What you should do: All entries must be returned precisely as they appear.

Stored entries:
Segment Open
//! JSON snapshots of the whole service state, so a process can pick up
//! where a previous one stopped.

use std::{collections::BTreeMap, fs, path::Path, sync::Arc};

use parking_lot::RwLock;
use serde::{Deserialize, Serialize};
use shardline_api::v1::{shard as v1_shard, stream as v1_stream};
use shardline_common::types::{
    shard::{SequenceNumber, Shard, ShardId},
    stream::StreamName,
    tag::{TagKey, TagValue},
};
use tracing::debug;

use super::{
    Backend, BackendConfig,
    core::{State, StreamMeta},
    error::{InconsistentStreamError, SnapshotError},
};

#[derive(Debug, Clone, Default, PartialEq, Eq, Serialize, Deserialize)]
#[serde(rename_all = "PascalCase")]
pub struct Snapshot {
    pub streams: Vec<StreamSnapshot>,
}

#[derive(Debug, Clone, PartialEq, Eq, Serialize, Deserialize)]
#[serde(rename_all = "PascalCase")]
pub struct StreamSnapshot {
    pub stream_name: StreamName,
    pub stream_status: v1_stream::StreamStatus,
    pub retention_period_hours: u32,
    pub shards: Vec<v1_shard::Shard>,
    pub next_shard_index: u64,
    pub next_sequence_number: u128,
    #[serde(default)]
    pub tags: BTreeMap<TagKey, TagValue>,
}

impl Snapshot {
    /// Reads a snapshot. A missing file is an empty snapshot.
    pub fn load(path: &Path) -> Result<Self, SnapshotError> {
        match fs::read(path) {
            Ok(bytes) => Ok(serde_json::from_slice(&bytes)?),
            Err(e) if e.kind() == std::io::ErrorKind::NotFound => {
                debug!(path = %path.display(), "no snapshot, starting empty");
                Ok(Self::default())
            }
            Err(e) => Err(e.into()),
        }
    }

    /// Writes through a temporary file so a crash never leaves a torn snapshot.
    pub fn save(&self, path: &Path) -> Result<(), SnapshotError> {
        if let Some(parent) = path.parent().filter(|p| !p.as_os_str().is_empty()) {
            fs::create_dir_all(parent)?;
        }
        let tmp = path.with_extension("tmp");
        fs::write(&tmp, serde_json::to_vec_pretty(self)?)?;
        fs::rename(&tmp, path)?;
        Ok(())
    }
}

impl Backend {
    pub fn new(config: BackendConfig) -> Self {
        Self {
            config,
            state: Arc::new(RwLock::new(State::default())),
        }
    }

    pub fn config(&self) -> BackendConfig {
        self.config
    }

    /// Restores a backend. Every stream's open shards must still cover the
    /// hash key space, and its counters must lie past every recorded shard.
    pub fn from_snapshot(
        config: BackendConfig,
        snapshot: Snapshot,
    ) -> Result<Self, SnapshotError> {
        let mut state = State::default();
        for stream in snapshot.streams {
            let shards = stream
                .shards
                .into_iter()
                .map(Shard::try_from)
                .collect::<Result<Vec<_>, _>>()?;
            Shard::check_open_coverage(&shards)?;
            check_counters(
                &stream.stream_name,
                &shards,
                stream.next_shard_index,
                stream.next_sequence_number,
            )?;
            state.streams.insert(
                stream.stream_name,
                StreamMeta {
                    status: stream.stream_status.into(),
                    retention_period_hours: stream.retention_period_hours,
                    shards,
                    next_shard_index: stream.next_shard_index,
                    next_sequence_number: stream.next_sequence_number,
                    tags: stream.tags,
                },
            );
        }
        Ok(Self {
            config,
            state: Arc::new(RwLock::new(state)),
        })
    }

    pub fn snapshot(&self) -> Snapshot {
        let state = self.state.read();
        Snapshot {
            streams: state
                .streams
                .iter()
                .map(|(name, meta)| StreamSnapshot {
                    stream_name: name.clone(),
                    stream_status: meta.status.into(),
                    retention_period_hours: meta.retention_period_hours,
                    shards: meta.shards.iter().cloned().map(Into::into).collect(),
                    next_shard_index: meta.next_shard_index,
                    next_sequence_number: meta.next_sequence_number,
                    tags: meta.tags.clone(),
                })
                .collect(),
        }
    }
}

/// Shards must be in strictly ascending id order, and the next id and
/// sequence number handed out must not collide with recorded ones.
fn check_counters(
    stream: &StreamName,
    shards: &[Shard],
    next_shard_index: u64,
    next_sequence_number: u128,
) -> Result<(), InconsistentStreamError> {
    let inconsistent = |problem: String| InconsistentStreamError {
        stream: stream.clone(),
        problem,
    };

    for pair in shards.windows(2) {
        let (prev, next) = (&pair[0].shard_id, &pair[1].shard_id);
        if prev == next {
            return Err(inconsistent(format!("repeats shard id `{next}`")));
        }
        if prev > next {
            return Err(inconsistent(format!(
                "lists shard `{next}` after `{prev}`, out of id order"
            )));
        }
    }

    let next_id = ShardId::from_index(next_shard_index);
    if let Some(last) = shards.last()
        && next_id <= last.shard_id
    {
        return Err(inconsistent(format!(
            "would assign `{next_id}` next, not after existing shard `{}`",
            last.shard_id
        )));
    }

    let next_sequence = SequenceNumber::from(next_sequence_number);
    for shard in shards {
        let range = &shard.sequence_number_range;
        let highest = range.ending().unwrap_or(range.starting());
        if *highest >= next_sequence {
            return Err(inconsistent(format!(
                "would reuse sequence number {highest} of shard `{}`",
                shard.shard_id
            )));
        }
    }
    Ok(())
}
Segment Closed
Solution:
//! JSON snapshots of the whole service state, so a process can pick up
//! where a previous one stopped.

use std::{collections::BTreeMap, fs, path::Path, sync::Arc};

use parking_lot::RwLock;
use serde::{Deserialize, Serialize};
use shardline_api::v1::{shard as v1_shard, stream as v1_stream};
use shardline_common::types::{
    shard::{SequenceNumber, Shard, ShardId},
    stream::StreamName,
    tag::{TagKey, TagValue},
};
use tracing::debug;

use super::{
    Backend, BackendConfig,
    core::{State, StreamMeta},
    error::{InconsistentStreamError, SnapshotError},
};

#[derive(Debug, Clone, Default, PartialEq, Eq, Serialize, Deserialize)]
#[serde(rename_all = "PascalCase")]
pub struct Snapshot {
    pub streams: Vec<StreamSnapshot>,
}

#[derive(Debug, Clone, PartialEq, Eq, Serialize, Deserialize)]
#[serde(rename_all = "PascalCase")]
pub struct StreamSnapshot {
    pub stream_name: StreamName,
    pub stream_status: v1_stream::StreamStatus,
    pub retention_period_hours: u32,
    pub shards: Vec<v1_shard::Shard>,
    pub next_shard_index: u64,
    pub next_sequence_number: u128,
    #[serde(default)]
    pub tags: BTreeMap<TagKey, TagValue>,
}

impl Snapshot {
    /// Reads a snapshot. A missing file is an empty snapshot.
    pub fn load(path: &Path) -> Result<Self, SnapshotError> {
        match fs::read(path) {
            Ok(bytes) => Ok(serde_json::from_slice(&bytes)?),
            Err(e) if e.kind() == std::io::ErrorKind::NotFound => {
                debug!(path = %path.display(), "no snapshot, starting empty");
                Ok(Self::default())
            }
            Err(e) => Err(e.into()),
        }
    }

    /// Writes through a temporary file so a crash never leaves a torn snapshot.
    pub fn save(&self, path: &Path) -> Result<(), SnapshotError> {
        if let Some(parent) = path.parent().filter(|p| !p.as_os_str().is_empty()) {
            fs::create_dir_all(parent)?;
        }
        let tmp = path.with_extension("tmp");
        fs::write(&tmp, serde_json::to_vec_pretty(self)?)?;
        fs::rename(&tmp, path)?;
        Ok(())
    }
}

impl Backend {
    pub fn new(config: BackendConfig) -> Self {
        Self {
            config,
            state: Arc::new(RwLock::new(State::default())),
        }
    }

    pub fn config(&self) -> BackendConfig {
        self.config
    }

    /// Restores a backend. Every stream's open shards must still cover the
    /// hash key space, and its counters must lie past every recorded shard.
    pub fn from_snapshot(
        config: BackendConfig,
        snapshot: Snapshot,
    ) -> Result<Self, SnapshotError> {
        let mut state = State::default();
        for stream in snapshot.streams {
            let shards = stream
                .shards
                .into_iter()
                .map(Shard::try_from)
                .collect::<Result<Vec<_>, _>>()?;
            Shard::check_open_coverage(&shards)?;
            check_counters(
                &stream.stream_name,
                &shards,
                stream.next_shard_index,
                stream.next_sequence_number,
            )?;
            state.streams.insert(
                stream.stream_name,
                StreamMeta {
                    status: stream.stream_status.into(),
                    retention_period_hours: stream.retention_period_hours,
                    shards,
                    next_shard_index: stream.next_shard_index,
                    next_sequence_number: stream.next_sequence_number,
                    tags: stream.tags,
                },
            );
        }
        Ok(Self {
            config,
            state: Arc::new(RwLock::new(state)),
        })
    }

    pub fn snapshot(&self) -> Snapshot {
        let state = self.state.read();
        Snapshot {
            streams: state
                .streams
                .iter()
                .map(|(name, meta)| StreamSnapshot {
                    stream_name: name.clone(),
                    stream_status: meta.status.into(),
                    retention_period_hours: meta.retention_period_hours,
                    shards: meta.shards.iter().cloned().map(Into::into).collect(),
                    next_shard_index: meta.next_shard_index,
                    next_sequence_number: meta.next_sequence_number,
                    tags: meta.tags.clone(),
                })
                .collect(),
        }
    }
}

/// Shards must be in strictly ascending id order, and the next id and
/// sequence number handed out must not collide with recorded ones.
fn check_counters(
    stream: &StreamName,
    shards: &[Shard],
    next_shard_index: u64,
    next_sequence_number: u128,
) -> Result<(), InconsistentStreamError> {
    let inconsistent = |problem: String| InconsistentStreamError {
        stream: stream.clone(),
        problem,
    };

    for pair in shards.windows(2) {
        let (prev, next) = (&pair[0].shard_id, &pair[1].shard_id);
        if prev == next {
            return Err(inconsistent(format!("repeats shard id `{next}`")));
        }
        if prev > next {
            return Err(inconsistent(format!(
                "lists shard `{next}` after `{prev}`, out of id order"
            )));
        }
    }

    let next_id = ShardId::from_index(next_shard_index);
    if let Some(last) = shards.last()
        && next_id <= last.shard_id
    {
        return Err(inconsistent(format!(
            "would assign `{next_id}` next, not after existing shard `{}`",
            last.shard_id
        )));
    }

    let next_sequence = SequenceNumber::from(next_sequence_number);
    for shard in shards {
        let range = &shard.sequence_number_range;
        let highest = range.ending().unwrap_or(range.starting());
        if *highest >= next_sequence {
            return Err(inconsistent(format!(
                "would reuse sequence number {highest} of shard `{}`",
                shard.shard_id
            )));
        }
    }
    Ok(())
}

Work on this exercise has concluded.